### What is being asked
Reproduce the data below in full. Nothing should differ from the original.

(Stored data entries)
○ ○ ○

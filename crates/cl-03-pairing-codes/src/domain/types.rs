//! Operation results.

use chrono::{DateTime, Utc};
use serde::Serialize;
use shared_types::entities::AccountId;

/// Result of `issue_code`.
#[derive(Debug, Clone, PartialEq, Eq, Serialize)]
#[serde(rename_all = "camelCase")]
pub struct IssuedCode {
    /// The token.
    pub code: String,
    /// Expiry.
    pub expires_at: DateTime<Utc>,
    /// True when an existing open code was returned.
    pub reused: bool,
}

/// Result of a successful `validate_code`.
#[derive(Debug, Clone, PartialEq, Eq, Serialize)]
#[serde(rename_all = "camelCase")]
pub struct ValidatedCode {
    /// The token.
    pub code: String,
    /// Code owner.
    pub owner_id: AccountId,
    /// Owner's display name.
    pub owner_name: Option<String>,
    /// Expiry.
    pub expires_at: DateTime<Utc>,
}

○ ○ ○

### Completed task
filename crates/cl-03-pairing-codes/src/domain/types.rs
//! Operation results.

use chrono::{DateTime, Utc};
use serde::Serialize;
use shared_types::entities::AccountId;

/// Result of `issue_code`.
#[derive(Debug, Clone, PartialEq, Eq, Serialize)]
#[serde(rename_all = "camelCase")]
pub struct IssuedCode {
    /// The token.
    pub code: String,
    /// Expiry.
    pub expires_at: DateTime<Utc>,
    /// True when an existing open code was returned.
    pub reused: bool,
}

/// Result of a successful `validate_code`.
#[derive(Debug, Clone, PartialEq, Eq, Serialize)]
#[serde(rename_all = "camelCase")]
pub struct ValidatedCode {
    /// The token.
    pub code: String,
    /// Code owner.
    pub owner_id: AccountId,
    /// Owner's display name.
    pub owner_name: Option<String>,
    /// Expiry.
    pub expires_at: DateTime<Utc>,
}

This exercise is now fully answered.